Activity ▸ Give back the full listing that follows exactly as it reads.
::: Provided data :::
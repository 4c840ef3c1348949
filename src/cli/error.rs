// Error handling utilities for consistent error messages and exit codes

use std::process;

/// Exit with a user error (exit code 1)
/// User errors are for invalid input, missing resources, etc.
pub fn user_error(message: &str) -> ! {
    eprintln!("Error: {}", message);
    process::exit(1);
}

/// Validate that an application ID is valid (positive integer)
pub fn validate_app_id(id_str: &str) -> Result<i64, String> {
    id_str
        .parse::<i64>()
        .map_err(|_| format!("Invalid application ID: '{}'. ID must be a number.", id_str))
        .and_then(|id| {
            if id > 0 {
                Ok(id)
            } else {
                Err(format!("Invalid application ID: {}. ID must be positive.", id))
            }
        })
}

/// Validate that a string is not empty
pub fn validate_non_empty(value: &str, field_name: &str) -> Result<(), String> {
    if value.trim().is_empty() {
        Err(format!("{} cannot be empty", field_name))
    } else {
        Ok(())
    }
}
//! Proof-trace and presentation helpers shared by the validator and
//! preimage/validity components, plus the CLI's pretty-printing.

mod pretty_print;
pub mod coverage_table;

pub use pretty_print::{render_diagnostic, render_trace};

use serde::{Deserialize, Serialize};

use crate::errors::{Diagnostic, Level};

/// An append-only, ordered log of `{level, message}` records. Shared by the validator and preimage/validity
/// components for their textual output; ordering is a load-bearing
/// contract.
#[derive(Debug, Clone, Default, PartialEq, Eq, Serialize, Deserialize)]
pub struct ProofTrace(Vec<Diagnostic>);

impl ProofTrace {
    pub fn new() -> Self {
        ProofTrace(Vec::new())
    }

    pub fn push(&mut self, level: Level, message: impl Into<String>) {
        self.0.push(Diagnostic::new(level, message));
    }

    pub fn push_at(&mut self, level: Level, message: impl Into<String>, path: impl Into<String>) {
        self.0.push(Diagnostic::at(level, message, path));
    }

    pub fn push_diagnostic(&mut self, diagnostic: Diagnostic) {
        self.0.push(diagnostic);
    }

    pub fn iter(&self) -> impl Iterator<Item = &Diagnostic> {
        self.0.iter()
    }

    pub fn len(&self) -> usize {
        self.0.len()
    }

    pub fn is_empty(&self) -> bool {
        self.0.is_empty()
    }
}

impl<'a> IntoIterator for &'a ProofTrace {
    type Item = &'a Diagnostic;
    type IntoIter = std::slice::Iter<'a, Diagnostic>;

    fn into_iter(self) -> Self::IntoIter {
        self.0.iter()
    }
}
:::
Problem solution ▸
repository 4c840ef3c1348949
filename src/cli/error.rs
// Error handling utilities for consistent error messages and exit codes

use std::process;

/// Exit with a user error (exit code 1)
/// User errors are for invalid input, missing resources, etc.
pub fn user_error(message: &str) -> ! {
    eprintln!("Error: {}", message);
    process::exit(1);
}

/// Validate that an application ID is valid (positive integer)
pub fn validate_app_id(id_str: &str) -> Result<i64, String> {
    id_str
        .parse::<i64>()
        .map_err(|_| format!("Invalid application ID: '{}'. ID must be a number.", id_str))
        .and_then(|id| {
            if id > 0 {
                Ok(id)
            } else {
                Err(format!("Invalid application ID: {}. ID must be positive.", id))
            }
        })
}

/// Validate that a string is not empty
pub fn validate_non_empty(value: &str, field_name: &str) -> Result<(), String> {
    if value.trim().is_empty() {
        Err(format!("{} cannot be empty", field_name))
    } else {
        Ok(())
    }
}
//! Proof-trace and presentation helpers shared by the validator and
//! preimage/validity components, plus the CLI's pretty-printing.

mod pretty_print;
pub mod coverage_table;

pub use pretty_print::{render_diagnostic, render_trace};

use serde::{Deserialize, Serialize};

use crate::errors::{Diagnostic, Level};

/// An append-only, ordered log of `{level, message}` records. Shared by the validator and preimage/validity
/// components for their textual output; ordering is a load-bearing
/// contract.
#[derive(Debug, Clone, Default, PartialEq, Eq, Serialize, Deserialize)]
pub struct ProofTrace(Vec<Diagnostic>);

impl ProofTrace {
    pub fn new() -> Self {
        ProofTrace(Vec::new())
    }

    pub fn push(&mut self, level: Level, message: impl Into<String>) {
        self.0.push(Diagnostic::new(level, message));
    }

    pub fn push_at(&mut self, level: Level, message: impl Into<String>, path: impl Into<String>) {
        self.0.push(Diagnostic::at(level, message, path));
    }

    pub fn push_diagnostic(&mut self, diagnostic: Diagnostic) {
        self.0.push(diagnostic);
    }

    pub fn iter(&self) -> impl Iterator<Item = &Diagnostic> {
        self.0.iter()
    }

    pub fn len(&self) -> usize {
        self.0.len()
    }

    pub fn is_empty(&self) -> bool {
        self.0.is_empty()
    }
}

impl<'a> IntoIterator for &'a ProofTrace {
    type Item = &'a Diagnostic;
    type IntoIter = std::slice::Iter<'a, Diagnostic>;

    fn into_iter(self) -> Self::IntoIter {
        self.0.iter()
    }
}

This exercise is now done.